| Collected data entries |
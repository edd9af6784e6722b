//! Required-field checks for the order form.

use serde::Serialize;
use std::fmt;
use tracing::debug;

use crate::model::FormState;

/// Form fields that can fail validation, in check order.
#[derive(Debug, Serialize, Clone, Copy, PartialEq, Eq, Hash)]
#[serde(rename_all = "snake_case")]
pub enum FieldId {
    RequesterName,
    Plan,
    Coupon,
    PaymentMethod,
    Agreement,
}

impl FieldId {
    pub const ALL: [FieldId; 5] = [
        FieldId::RequesterName,
        FieldId::Plan,
        FieldId::Coupon,
        FieldId::PaymentMethod,
        FieldId::Agreement,
    ];

    pub fn message(self) -> &'static str {
        match self {
            FieldId::RequesterName => "name is required",
            FieldId::Plan => "please select a plan",
            FieldId::Coupon => "please select coupon status",
            FieldId::PaymentMethod => "payment method is required",
            FieldId::Agreement => "agreement confirmation is required",
        }
    }

    pub fn label(self) -> &'static str {
        match self {
            FieldId::RequesterName => "Name",
            FieldId::Plan => "Plan",
            FieldId::Coupon => "Coupon",
            FieldId::PaymentMethod => "Payment method",
            FieldId::Agreement => "Agreement",
        }
    }

    fn is_missing(self, state: &FormState) -> bool {
        match self {
            FieldId::RequesterName => state.requester_name.trim().is_empty(),
            FieldId::Plan => state.selected_plan.is_none(),
            FieldId::Coupon => state.coupon.is_none(),
            FieldId::PaymentMethod => state.payment_method.is_none(),
            FieldId::Agreement => !state.all_agreements_checked,
        }
    }
}

impl fmt::Display for FieldId {
    fn fmt(&self, f: &mut fmt::Formatter<'_>) -> fmt::Result {
        f.write_str(self.label())
    }
}

#[derive(Debug, Serialize, Clone, PartialEq, Eq)]
pub struct FieldError {
    pub field: FieldId,
    pub message: &'static str,
}

#[derive(Debug, Serialize, Clone, PartialEq, Eq)]
#[serde(tag = "status", rename_all = "snake_case")]
pub enum ValidationResult {
    Valid,
    /// `first` is the error to show and scroll to; `failing` lists every
    /// field to highlight, in check order, starting with `first.field`.
    Invalid {
        first: FieldError,
        failing: Vec<FieldId>,
    },
}

impl ValidationResult {
    pub fn is_valid(&self) -> bool {
        matches!(self, ValidationResult::Valid)
    }

    pub fn first_error(&self) -> Option<&FieldError> {
        match self {
            ValidationResult::Valid => None,
            ValidationResult::Invalid { first, .. } => Some(first),
        }
    }

    pub fn failing_fields(&self) -> &[FieldId] {
        match self {
            ValidationResult::Valid => &[],
            ValidationResult::Invalid { failing, .. } => failing,
        }
    }

    pub fn is_highlighted(&self, field: FieldId) -> bool {
        self.failing_fields().contains(&field)
    }
}

pub fn validate(state: &FormState) -> ValidationResult {
    let failing: Vec<FieldId> = FieldId::ALL
        .into_iter()
        .filter(|field| field.is_missing(state))
        .collect();

    let result = match failing.first() {
        None => ValidationResult::Valid,
        Some(&field) => ValidationResult::Invalid {
            first: FieldError {
                field,
                message: field.message(),
            },
            failing,
        },
    };
    debug!(?result, "validated form");
    result
}
use serde::{Deserialize, Serialize};
use std::fmt;

/// Whole yen. Every price, discount and total in the form uses this.
pub type Yen = i64;

/// Payment value that carries the convenience-store fee.
pub const CONVENIENCE_STORE_PAYMENT: &str = "コンビニ払い";

#[derive(Debug, Serialize, Deserialize, Clone, PartialEq, Eq)]
pub struct PlanOption {
    pub id: String,
    pub label: String,
    pub base_price: Yen,
    pub light_discount_price: Yen, // zero or negative
}

impl fmt::Display for PlanOption {
    fn fmt(&self, f: &mut fmt::Formatter<'_>) -> fmt::Result {
        write!(f, "{} ({})", self.label, crate::summary::format_yen(self.base_price))
    }
}

#[derive(Debug, Serialize, Deserialize, Clone, PartialEq, Eq)]
pub struct PaymentMethod {
    pub value: String, // submitted value, matched against CONVENIENCE_STORE_PAYMENT
    pub label: String, // text shown to the user and in the summary
}

impl PaymentMethod {
    pub fn is_convenience_store(&self) -> bool {
        self.value == CONVENIENCE_STORE_PAYMENT
    }
}

impl fmt::Display for PaymentMethod {
    fn fmt(&self, f: &mut fmt::Formatter<'_>) -> fmt::Result {
        f.write_str(&self.label)
    }
}

/// The coupon radio group. `Unused` is the explicit "no coupon" answer,
/// which is different from not answering at all (`FormState::coupon == None`).
#[derive(Debug, Serialize, Deserialize, Clone, Copy, PartialEq, Eq)]
#[serde(tag = "type", content = "percent", rename_all = "snake_case")]
pub enum Coupon {
    Unused,
    Referral,
    /// Raw percentage as typed. Only 1..=99 discounts anything.
    Percent(i64),
}

/// Immutable snapshot of the form, rebuilt before every recalculation.
#[derive(Debug, Serialize, Deserialize, Clone, Default, PartialEq, Eq)]
pub struct FormState {
    pub requester_name: String,
    pub selected_plan: Option<PlanOption>,
    pub light_discount_agreed: bool,
    pub coupon: Option<Coupon>,
    pub payment_method: Option<PaymentMethod>,
    pub remarks: String,
    pub all_agreements_checked: bool,
}

#[derive(Debug, Serialize, Deserialize, Clone, PartialEq, Eq)]
pub struct LineItem {
    pub label: String,
    pub amount: Yen,
}

impl LineItem {
    pub fn new(label: impl Into<String>, amount: Yen) -> Self {
        Self { label: label.into(), amount }
    }
}

/// Output of the pricing engine. `items` are in application order.
#[derive(Debug, Serialize, Clone, PartialEq, Eq)]
pub struct Charges {
    pub items: Vec<LineItem>,
    pub subtotal: Yen, // plan + light discount, before coupon
    pub total: Yen,
}
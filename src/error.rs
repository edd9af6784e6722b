use std::path::PathBuf;
use thiserror::Error;

/// Failures outside the pricing/validation core: catalog files, prompts,
/// template rendering and the clipboard/link hand-off.
#[derive(Debug, Error)]
pub enum OrderError {
    #[error("failed to access {}: {source}", .path.display())]
    Io {
        path: PathBuf,
        #[source]
        source: std::io::Error,
    },

    #[error("failed to parse catalog {}: {source}", .path.display())]
    CatalogParse {
        path: PathBuf,
        #[source]
        source: toml::de::Error,
    },

    #[error("invalid catalog: {0}")]
    Catalog(String),

    #[error("unknown plan: {0}")]
    UnknownPlan(String),

    #[error("unknown payment method: {0}")]
    UnknownPaymentMethod(String),

    #[error("template error: {0}")]
    Template(#[from] tera::Error),

    #[error("clipboard unavailable: {0}")]
    Clipboard(String),

    #[error("failed to open {url}: {source}")]
    OpenLink {
        url: String,
        #[source]
        source: std::io::Error,
    },

    #[error(transparent)]
    Prompt(#[from] inquire::InquireError),
}

impl OrderError {
    pub fn io(path: impl Into<PathBuf>, source: std::io::Error) -> Self {
        OrderError::Io {
            path: path.into(),
            source,
        }
    }

    /// Esc / Ctrl-C in an interactive prompt.
    pub fn is_cancelled(&self) -> bool {
        matches!(
            self,
            OrderError::Prompt(
                inquire::InquireError::OperationCanceled
                    | inquire::InquireError::OperationInterrupted
            )
        )
    }
}
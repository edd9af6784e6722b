use mirai_navi_order::config::Catalog;
use mirai_navi_order::form::{self, CouponKind, FormInput};
use mirai_navi_order::{
    Coupon, FieldId, FormState, LineItem, PlanOption, compute_charges, render_summary, validate,
};

fn catalog() -> Catalog {
    Catalog::builtin().expect("builtin catalog parses")
}

fn filled_in() -> FormInput {
    FormInput {
        requester_name: "Suzuki Hanako".into(),
        plan: Some("monthly".into()),
        light_discount: true,
        coupon: Some(CouponKind::Percent),
        percent: Some("10".into()),
        payment_method: Some("コンビニ払い".into()),
        remarks: String::new(),
        agreed: true,
    }
}

#[test]
fn complete_order_prices_validates_and_summarizes() {
    let state = form::build_state(&catalog(), &filled_in()).unwrap();

    let charges = compute_charges(&state);
    assert_eq!(charges.subtotal, 4000);
    assert_eq!(charges.total, 3820);

    assert!(validate(&state).is_valid());

    let payment = state.payment_method.as_ref().map(|m| m.label.as_str());
    let text = render_summary(&charges.items, charges.total, payment, &state.remarks).unwrap();

    let lines: Vec<&str> = text.lines().collect();
    assert_eq!(
        &lines[2..6],
        &[
            "Monthly plan  ¥5,000",
            "light discount  -¥1,000",
            "10% off coupon  -¥400",
            "convenience store fee  ¥220",
        ]
    );
    assert_eq!(lines[6], "");
    assert_eq!(lines[8], "total: ¥3,820");
    assert!(text.ends_with("I apply with the above details."));
}

#[test]
fn summary_has_one_line_per_item_in_order() {
    let state = form::build_state(
        &catalog(),
        &FormInput {
            coupon: Some(CouponKind::Referral),
            ..filled_in()
        },
    )
    .unwrap();
    let charges = compute_charges(&state);
    let text = render_summary(&charges.items, charges.total, None, "").unwrap();

    let positions: Vec<usize> = charges
        .items
        .iter()
        .map(|item| text.find(&format!("{}  ", item.label)).unwrap())
        .collect();
    assert!(positions.windows(2).all(|w| w[0] < w[1]));
    assert!(text.find("total: ").unwrap() > *positions.last().unwrap());
}

#[test]
fn total_is_sum_of_items_across_inputs() {
    let coupons = [
        None,
        Some(Coupon::Unused),
        Some(Coupon::Referral),
        Some(Coupon::Percent(0)),
        Some(Coupon::Percent(1)),
        Some(Coupon::Percent(33)),
        Some(Coupon::Percent(99)),
        Some(Coupon::Percent(100)),
    ];
    let cat = catalog();
    for plan in cat.plans.iter().cloned().map(Some).chain([None]) {
        for light in [false, true] {
            for coupon in coupons {
                for payment in cat.payment_methods.iter().cloned().map(Some).chain([None]) {
                    let state = FormState {
                        selected_plan: plan.clone(),
                        light_discount_agreed: light,
                        coupon,
                        payment_method: payment,
                        ..Default::default()
                    };
                    let charges = compute_charges(&state);
                    let sum: i64 = charges.items.iter().map(|i| i.amount).sum();
                    assert_eq!(sum, charges.total, "{state:?}");
                }
            }
        }
    }
}

#[test]
fn no_plan_has_no_plan_lines_and_fails_validation() {
    let state = form::build_state(
        &catalog(),
        &FormInput {
            plan: None,
            coupon: Some(CouponKind::Unused),
            payment_method: Some("銀行振込".into()),
            ..filled_in()
        },
    )
    .unwrap();

    assert!(compute_charges(&state).items.is_empty());
    let result = validate(&state);
    assert_eq!(result.first_error().map(|e| e.field), Some(FieldId::Plan));
    assert_eq!(result.first_error().map(|e| e.message), Some("please select a plan"));
}

#[test]
fn referral_on_3000_subtotal() {
    let state = FormState {
        selected_plan: Some(PlanOption {
            id: "custom".into(),
            label: "Custom plan".into(),
            base_price: 3000,
            light_discount_price: 0,
        }),
        coupon: Some(Coupon::Referral),
        ..Default::default()
    };
    let charges = compute_charges(&state);
    assert_eq!(charges.total, 2500);
    assert_eq!(
        charges.items.iter().filter(|i| i.amount < 0).collect::<Vec<_>>(),
        vec![&LineItem::new("referral discount", -500)]
    );
}

#[test]
fn reset_form_only_needs_the_user_specific_fields() {
    let mut state = form::reset_form(&catalog());
    let result = validate(&state);
    assert_eq!(
        result.failing_fields(),
        &[FieldId::RequesterName, FieldId::PaymentMethod, FieldId::Agreement]
    );

    state.requester_name = "Ito".into();
    state.payment_method = catalog().payment_method("Credit card").cloned();
    state.all_agreements_checked = true;
    assert!(validate(&state).is_valid());
    assert_eq!(compute_charges(&state).total, 5000);
}
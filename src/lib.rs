//! Reservation order form: pricing, validation and the shareable summary.
//!
//! The core (`pricing`, `validate`, `summary`) is pure and works on a
//! `FormState` snapshot. `form`, `config` and `handoff` are the terminal
//! front end around it.

pub mod config;
pub mod error;
pub mod form;
pub mod handoff;
pub mod model;
pub mod pricing;
pub mod summary;
pub mod validate;

pub use error::OrderError;
pub use model::{Charges, Coupon, FormState, LineItem, PaymentMethod, PlanOption, Yen};
pub use pricing::{compute_charges, parse_percent};
pub use summary::{format_yen, render_summary};
pub use validate::{FieldError, FieldId, ValidationResult, validate};

use tracing_subscriber::{EnvFilter, fmt, prelude::*};

/// Logs go to stderr at `warn` unless `RUST_LOG` says otherwise, so the
/// interactive prompts stay readable.
pub fn init_tracing() {
    let filter = EnvFilter::try_from_default_env().unwrap_or_else(|_| EnvFilter::new("warn"));

    tracing_subscriber::registry()
        .with(filter)
        .with(fmt::layer().with_target(true).with_writer(std::io::stderr))
        .init();
}
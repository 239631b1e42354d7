//! Traits for the frame producer and the output consumer around the tracker.

use std::convert::Infallible;
use std::path::{Path, PathBuf};

use image::RgbImage;
use tracing::debug;

use crate::error::Result;
use crate::integration::events::InteractionEvent;
use crate::integration::orchestrator::FrameOutput;

/// A frame and its position in the stream.
#[derive(Debug, Clone)]
pub struct Frame {
    pub index: u64,
    pub image: RgbImage,
}

impl Frame {
    pub fn new(index: u64, image: RgbImage) -> Self {
        Self { index, image }
    }
}

/// Producer of frames.
///
/// Implement this trait to feed the tracker from a camera, a video decoder or
/// a network stream.
///
/// # Example
///
/// ```ignore
/// use usv_tracker::FrameSource;
///
/// struct Camera {
///     // Device handle here
/// }
///
/// impl FrameSource for Camera {
///     type Error = std::io::Error;
///
///     fn next_frame(&mut self) -> Result<Option<image::RgbImage>, Self::Error> {
///         // Grab the next frame, or `None` at end of stream
///         Ok(None)
///     }
/// }
/// ```
pub trait FrameSource {
    /// Error type for acquisition failures.
    type Error: std::error::Error + Send + Sync + 'static;

    /// The next frame, or `None` once the stream is exhausted.
    fn next_frame(&mut self) -> std::result::Result<Option<RgbImage>, Self::Error>;
}

/// Consumer of per-frame output, typically a renderer or recorder.
///
/// The sink also reports the interaction events that happened while it handled
/// the output; they are applied before the next frame.
pub trait FrameSink {
    type Error: std::error::Error + Send + Sync + 'static;

    fn consume(
        &mut self,
        output: &FrameOutput,
    ) -> std::result::Result<Vec<InteractionEvent>, Self::Error>;
}

/// Image files of a directory, read in lexical file name order.
#[derive(Debug)]
pub struct ImageSequenceSource {
    paths: std::vec::IntoIter<PathBuf>,
}

impl ImageSequenceSource {
    const EXTENSIONS: [&'static str; 4] = ["png", "jpg", "jpeg", "bmp"];

    pub fn open(dir: impl AsRef<Path>) -> Result<Self> {
        let mut paths = Vec::new();
        for entry in std::fs::read_dir(dir.as_ref())? {
            let path = entry?.path();
            if path.is_file() && Self::is_image(&path) {
                paths.push(path);
            }
        }
        paths.sort();
        debug!(dir = %dir.as_ref().display(), frames = paths.len(), "image sequence opened");
        Ok(Self::from_paths(paths))
    }

    pub fn from_paths(paths: Vec<PathBuf>) -> Self {
        Self {
            paths: paths.into_iter(),
        }
    }

    /// Frames not read yet.
    pub fn remaining(&self) -> usize {
        self.paths.len()
    }

    fn is_image(path: &Path) -> bool {
        path.extension()
            .and_then(|ext| ext.to_str())
            .is_some_and(|ext| {
                Self::EXTENSIONS
                    .iter()
                    .any(|known| ext.eq_ignore_ascii_case(known))
            })
    }
}

impl FrameSource for ImageSequenceSource {
    type Error = image::ImageError;

    fn next_frame(&mut self) -> std::result::Result<Option<RgbImage>, Self::Error> {
        match self.paths.next() {
            Some(path) => Ok(Some(image::open(&path)?.to_rgb8())),
            None => Ok(None),
        }
    }
}

/// Frames taken from any iterator of images.
#[derive(Debug, Clone)]
pub struct IterFrameSource<I> {
    frames: I,
}

impl<I: Iterator<Item = RgbImage>> IterFrameSource<I> {
    pub fn new(frames: impl IntoIterator<IntoIter = I>) -> Self {
        Self {
            frames: frames.into_iter(),
        }
    }
}

impl<I: Iterator<Item = RgbImage>> FrameSource for IterFrameSource<I> {
    type Error = Infallible;

    fn next_frame(&mut self) -> std::result::Result<Option<RgbImage>, Self::Error> {
        Ok(self.frames.next())
    }
}

#[cfg(test)]
mod tests {
    use super::*;

    #[test]
    fn test_iter_source_ends() {
        let mut source = IterFrameSource::new(vec![RgbImage::new(4, 4), RgbImage::new(2, 2)]);
        assert_eq!(source.next_frame().unwrap().unwrap().dimensions(), (4, 4));
        assert_eq!(source.next_frame().unwrap().unwrap().dimensions(), (2, 2));
        assert!(source.next_frame().unwrap().is_none());
    }

    #[test]
    fn test_image_sequence_reads_in_lexical_order() {
        let dir = std::env::temp_dir().join(format!("usv-tracker-seq-{}", std::process::id()));
        std::fs::create_dir_all(&dir).unwrap();
        RgbImage::new(3, 1).save(dir.join("frame_002.png")).unwrap();
        RgbImage::new(1, 1).save(dir.join("frame_001.png")).unwrap();
        std::fs::write(dir.join("notes.txt"), "not a frame").unwrap();

        let mut source = ImageSequenceSource::open(&dir).unwrap();
        assert_eq!(source.remaining(), 2);
        assert_eq!(source.next_frame().unwrap().unwrap().dimensions(), (1, 1));
        assert_eq!(source.next_frame().unwrap().unwrap().dimensions(), (3, 1));
        assert!(source.next_frame().unwrap().is_none());

        std::fs::remove_dir_all(&dir).unwrap();
    }
}
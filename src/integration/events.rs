//! Interaction events delivered between frames.

/// A user or controller command.
///
/// Points are in the coordinates of the processed (possibly downscaled)
/// frame. Events are applied in delivery order before the next frame.
#[derive(Debug, Clone, Copy, PartialEq, Eq)]
pub enum InteractionEvent {
    BeginSelection { x: i32, y: i32 },
    UpdateSelection { x: i32, y: i32 },
    EndSelection,
    TogglePause,
    StopTracking,
    ToggleBackProjectionView,
    /// Stop the frame loop before the next frame.
    Quit,
}

impl InteractionEvent {
    /// The begin/update/end sequence that draws `(x1, y1)`-`(x2, y2)`.
    pub fn selection(x1: i32, y1: i32, x2: i32, y2: i32) -> [InteractionEvent; 3] {
        [
            InteractionEvent::BeginSelection { x: x1, y: y1 },
            InteractionEvent::UpdateSelection { x: x2, y: y2 },
            InteractionEvent::EndSelection,
        ]
    }
}
//! Color-based tracking of a single unmanned surface vehicle in video frames.
//!
//! Two pipelines are available. The static-threshold pipeline segments each
//! frame by HSV color, cleans the mask, picks the largest admissible region
//! and estimates its pose from a minimal rotated rectangle. The adaptive
//! pipeline learns a hue histogram from a user selection and follows it with
//! CamShift.

pub mod config;
pub mod error;
pub mod integration;
pub mod segmentation;
pub mod tracker;

pub use config::{
    AdaptiveConfig, ColorThresholds, Interval, KernelSizes, PipelineMode, TrackerConfig,
};
pub use error::{Result, TrackerError};
pub use integration::{
    ColorThresholdsBuilder, Frame, FrameOutput, FrameSink, FrameSource, ImageSequenceSource,
    InteractionEvent, IterFrameSource, Overlay, Pipeline, RunStats, TrackResult,
    TrackingOrchestrator,
};
pub use tracker::{AdaptiveTracker, PoseMethod, TrackState};
//! Color segmentation and mask cleanup.

mod color_segmenter;
mod hsv;
mod morphology;

pub use color_segmenter::{AdaptivePlanes, ColorSegmenter, FOREGROUND, gaussian_sigma};
pub use hsv::{HsvPlanes, hsv_to_rgb, rgb_to_hsv};
pub use morphology::{MorphologyFilter, dilate, erode};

| Instructions to follow |
Your answer should consist of each line above in which "PathBuf" appears.

| Output below |
use std::path::PathBuf;
        path: PathBuf,
        path: PathBuf,
    pub fn io(path: impl Into<PathBuf>, source: std::io::Error) -> Self {
use std::path::{Path, PathBuf};
    paths: std::vec::IntoIter<PathBuf>,
    pub fn from_paths(paths: Vec<PathBuf>) -> Self {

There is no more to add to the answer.